The Most Rev. Emil A. Wcela, a retired Roman Catholic bishop, says women should be ordained to the diaconate–and, no, this is not a slippery slope.
Writing in America, he says:
Women already minister extensively in the church. Consecrated religious serve in various fields. Thousands of other women serve in diocesan offices; in parishes as administrators, pastoral associates, directors of religious education, in the whole spectrum of parish life; in hospitals; in prisons. In contrast to the women of ancient times, women today play a very important part in public life, holding high offices in government, business, the professions and education. Cultural reasons to exclude women from the diaconate, at least in the West, no longer apply.
Ordaining women as deacons who have the necessary personal, spiritual, intellectual and pastoral qualities would give their indispensable role in the life of the church a new degree of official recognition, both of their ministry and of their direct connection to their diocesan bishop for assignments and faculties. Besides providing such women with the grace of the sacrament, ordination would enable them to exercise diaconal service in the teaching, sanctifying and governing functions of the church; it would also make it possible for them to hold ecclesiastical offices now limited to those in sacred orders. And as the International Theological Commission document points out, what the Second Vatican Council was proposing was not a “restoration of a previous form” but “the principle of the permanent exercise of the diaconate [italics in the French original and in the English translation] and not one form which the diaconate had taken in the past.” Who knows what new and grace-filled enrichment of that ministry might grow from the ordination of women as deacons?

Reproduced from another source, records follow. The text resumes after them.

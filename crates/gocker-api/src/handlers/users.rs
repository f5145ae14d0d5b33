//! User resource handlers
//!
//! Reads are open to any authenticated caller; the access gate restricts
//! create, update and delete to admins.

use crate::audit::{audit_log, AuditEvent};
use crate::auth::{validate_request, AuthError, RegisterRequest};
use crate::error::{ApiSuccess, AppError};
use crate::state::AppState;
use axum::{
    extract::{rejection::JsonRejection, Path, State},
    http::StatusCode,
    response::IntoResponse,
    Json,
};
use gocker_core::{emails_match, normalize_email, User};
use serde::{Deserialize, Serialize};
use std::sync::Arc;
use utoipa::ToSchema;
use validator::Validate;

/// Public view of a user; the protected password never leaves the server
#[derive(Debug, Serialize, Deserialize, ToSchema)]
pub struct UserResponse {
    pub id: i64,
    pub first_name: String,
    pub email: String,
    pub role: String,
}

impl From<User> for UserResponse {
    fn from(user: User) -> Self {
        Self {
            id: user.id,
            first_name: user.name,
            email: user.email,
            role: user.role.to_string(),
        }
    }
}

/// Partial profile update; absent or empty fields are left unchanged
#[derive(Debug, Clone, Default, Serialize, Deserialize, Validate, ToSchema)]
#[serde(default)]
pub struct UpdateUserRequest {
    pub first_name: Option<String>,
    #[validate(email(message = "must be a valid email address"))]
    pub email: Option<String>,
    pub password: Option<String>,
}

impl UpdateUserRequest {
    fn normalized(self) -> Self {
        let present = |value: Option<String>| value.filter(|v| !v.is_empty());
        Self {
            first_name: present(self.first_name),
            email: present(self.email.map(|email| normalize_email(&email))),
            password: present(self.password),
        }
    }
}

fn parse_id(raw: &str) -> Result<i64, AppError> {
    raw.parse()
        .map_err(|_| AppError::BadRequest("Id parameter must be a number.".to_string()))
}

async fn find_user(state: &AppState, id: i64) -> Result<User, AppError> {
    state
        .users
        .find_user_by_id(id)
        .await?
        .ok_or_else(|| AppError::NotFound("User not found".to_string()))
}

/// List all users
#[utoipa::path(
    get,
    path = "/api/v1/users",
    tag = "users",
    responses(
        (status = 200, description = "All users", body = [UserResponse]),
        (status = 403, description = "Missing or invalid token", body = ApiError),
    ),
    security(("bearer_auth" = []))
)]
pub async fn list_users(State(state): State<Arc<AppState>>) -> Result<impl IntoResponse, AppError> {
    let users = state.users.list_users().await?;
    let body: Vec<UserResponse> = users.into_iter().map(UserResponse::from).collect();
    Ok(Json(body))
}

/// Create a user without issuing tokens
#[utoipa::path(
    post,
    path = "/api/v1/users",
    tag = "users",
    request_body = RegisterRequest,
    responses(
        (status = 201, description = "User created", body = UserResponse),
        (status = 400, description = "Invalid input", body = [ApiError]),
        (status = 403, description = "Caller is not an admin", body = ApiError),
        (status = 409, description = "Email already registered", body = ApiError),
    ),
    security(("bearer_auth" = []))
)]
pub async fn create_user(
    State(state): State<Arc<AppState>>,
    payload: Result<Json<RegisterRequest>, JsonRejection>,
) -> Result<impl IntoResponse, AppError> {
    let Json(request) = payload?;
    let user = state.auth.create_account(request).await?;

    tracing::info!(user_id = user.id, "user created");
    Ok((StatusCode::CREATED, Json(UserResponse::from(user))))
}

/// Get a user by id
#[utoipa::path(
    get,
    path = "/api/v1/users/{id}",
    tag = "users",
    params(("id" = i64, Path, description = "User id")),
    responses(
        (status = 200, description = "User", body = UserResponse),
        (status = 400, description = "Id is not a number", body = ApiError),
        (status = 404, description = "No such user", body = ApiError),
    ),
    security(("bearer_auth" = []))
)]
pub async fn get_user(
    State(state): State<Arc<AppState>>,
    Path(id): Path<String>,
) -> Result<impl IntoResponse, AppError> {
    let id = parse_id(&id)?;
    let user = find_user(&state, id).await?;
    Ok(Json(UserResponse::from(user)))
}

/// Update name, email or password of a user
///
/// Changing the email revokes the user's tokens, since their claims name
/// the old address.
#[utoipa::path(
    put,
    path = "/api/v1/users/{id}",
    tag = "users",
    params(("id" = i64, Path, description = "User id")),
    request_body = UpdateUserRequest,
    responses(
        (status = 200, description = "Updated user", body = UserResponse),
        (status = 400, description = "Invalid input", body = ApiError),
        (status = 404, description = "No such user", body = ApiError),
        (status = 409, description = "Email already registered", body = ApiError),
    ),
    security(("bearer_auth" = []))
)]
pub async fn update_user(
    State(state): State<Arc<AppState>>,
    Path(id): Path<String>,
    payload: Result<Json<UpdateUserRequest>, JsonRejection>,
) -> Result<impl IntoResponse, AppError> {
    let id = parse_id(&id)?;
    let mut user = find_user(&state, id).await?;
    let Json(request) = payload?;
    let request = request.normalized();
    validate_request(&request)?;

    let mut email_changed = false;
    if let Some(name) = request.first_name {
        user.name = name;
    }
    if let Some(email) = request.email {
        email_changed = !emails_match(&user.email, &email);
        user.email = email;
    }
    if let Some(password) = request.password {
        user.password = state.guard.protect(&password).map_err(AuthError::from)?;
    }

    state.users.update_user(&user).await?;

    if email_changed {
        let revoked_tokens = state.auth.revoke_all(user.id).await?;
        audit_log(&AuditEvent::SessionsRevoked {
            user_id: user.id,
            reason: "email changed".to_string(),
            revoked_tokens,
        });
    }

    Ok(Json(UserResponse::from(user)))
}

/// Delete a user together with all of its tokens
#[utoipa::path(
    delete,
    path = "/api/v1/users/{id}",
    tag = "users",
    params(("id" = i64, Path, description = "User id")),
    responses(
        (status = 200, description = "User deleted", body = ApiSuccess),
        (status = 400, description = "Id is not a number", body = ApiError),
        (status = 403, description = "Caller is not an admin", body = ApiError),
        (status = 404, description = "No such user", body = ApiError),
    ),
    security(("bearer_auth" = []))
)]
pub async fn delete_user(
    State(state): State<Arc<AppState>>,
    Path(id): Path<String>,
) -> Result<impl IntoResponse, AppError> {
    let id = parse_id(&id)?;

    if !state.users.delete_user(id).await? {
        return Err(AppError::NotFound("User not found".to_string()));
    }

    tracing::info!(user_id = id, "user deleted");
    Ok(Json(ApiSuccess::new("User successfully deleted.")))
}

The ordination of women to the diaconate is separate from the question of the ordination of women to the priesthood, as this discussion has, I hope, shown. That issue was addressed by the 1995 declaration of Pope John Paul II. Regarding the ordination of women to the diaconate, it is up to episcopal conferences and bishops, to theologians and historians and to concerned Catholics to raise the issue for wider and more public consideration.